In a bid to survive yet another election with reduced political capital, Israeli Prime Minister Benjamin Netanyahu will take risks and push Israel's political system to its limits to ensure he remains in power. This, in turn, could propagate a conflict between Israel and the militant group Hamas, Israel and Iran, and Israel and Hezbollah. Netanyahu will be forced to find unlikely allies on the radical margins of Israel's political spectrum to ensure electoral victory and maneuver through legal loopholes to minimize the political fallout from his impending corruption hearings. In doing so, he will test the strength of the country's rule of law.

This quarter, Prime Minister Benjamin Netanyahu will test the strength of Israel's rule of law.
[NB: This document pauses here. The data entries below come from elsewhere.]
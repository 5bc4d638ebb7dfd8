use clap::{Parser, Subcommand};
use std::path::PathBuf;

#[derive(Parser)]
#[command(name = "style-finder")]
#[command(about = "写真をカタログと照合して最も似た画像を探すツール", long_about = None)]
pub struct Cli {
    #[command(subcommand)]
    pub command: Commands,

    /// 詳細ログを出力
    #[arg(short, long, global = true)]
    pub verbose: bool,
}

#[derive(Subcommand)]
pub enum Commands {
    /// 画像をカタログと照合
    Match {
        /// 画像ファイルのパス、またはURL（--url指定時）
        #[arg(required = true)]
        source: String,

        /// SOURCEをURLとして取得
        #[arg(long)]
        url: bool,

        /// カタログJSONファイル
        #[arg(short, long)]
        catalog: Option<PathBuf>,

        /// ONNXモデルファイル
        #[arg(short, long)]
        model: Option<PathBuf>,

        /// 上位K件を表示
        #[arg(short, long)]
        top: Option<usize>,

        /// JSONで出力
        #[arg(long)]
        json: bool,
    },

    /// 画像をBase64と特徴ベクトルに変換
    Encode {
        /// 画像ファイルのパス、またはURL（--url指定時）
        #[arg(required = true)]
        source: String,

        /// SOURCEをURLとして取得
        #[arg(long)]
        url: bool,

        /// ONNXモデルファイル
        #[arg(short, long)]
        model: Option<PathBuf>,

        /// 出力JSONファイル（省略時は標準出力）
        #[arg(short, long)]
        output: Option<PathBuf>,
    },

    /// フォルダ内の画像を一括照合
    Batch {
        /// 画像フォルダのパス
        #[arg(required = true)]
        folder: PathBuf,

        /// カタログJSONファイル
        #[arg(short, long)]
        catalog: Option<PathBuf>,

        /// ONNXモデルファイル
        #[arg(short, long)]
        model: Option<PathBuf>,

        /// 出力JSONファイル（デフォルト: 入力フォルダ/matches.json）
        #[arg(short, long)]
        output: Option<PathBuf>,

        /// キャッシュを使用（再推論をスキップ）
        #[arg(long)]
        use_cache: bool,

        /// サブフォルダも再帰的にスキャン
        #[arg(short = 'r', long)]
        recursive: bool,
    },

    /// キャッシュ管理
    Cache {
        /// キャッシュを削除
        #[arg(long)]
        clear: bool,

        /// 対象フォルダ（省略時はカレント）
        #[arg(short, long)]
        folder: Option<PathBuf>,

        /// キャッシュ情報を表示
        #[arg(long)]
        info: bool,
    },

    /// 設定を表示/編集
    Config {
        /// モデルファイルを設定
        #[arg(long)]
        set_model: Option<PathBuf>,

        /// カタログファイルを設定
        #[arg(long)]
        set_catalog: Option<PathBuf>,

        /// 設定を表示
        #[arg(long)]
        show: bool,
    },
}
Meanwhile, an increasingly hard-line Israeli political establishment will respond to any provocation from Hamas, Hezbollah, Iran and Syria with swift retaliation. Combined with intensifying U.S.-Iran tensions, this perfect political storm increases the risk of a major conflict on Israel's frontiers throughout the quarter. For more on Israel's electoral do-over, read Stratfor's latest assessment.

Additional Forecasts

These Stratfor assessments provide additional insights for the Quarter

Key Dates to Watch

  • June 23: Turkey will rehold mayoral elections in Istanbul.
  • June 25-26: The Bahrain-U.S. economic platform conference for Arab-Israeli peace negotiations will occur.
  • July: The next round of Astana talks among Iran, Turkey and Russia will happen in July. 
  • July: Turkey is expected to receive the S-400 advanced air defense system from Russia.
  • July: U.S. President Donald Trump could visit Turkey. 
  • July 7: Tehran's 60-day deadline to Brussels will expire, heralding the possible restart of Iran's nuclear enrichment activity.
  • July 31: The Pentagon deadline for Turkey to abandon the S-400 deal with Russia will end.
  • Aug. 22: The next regular International Atomic Energy Agency (IAEA) report on Iran is due. 
  • Sept. 17: Israel will hold national elections.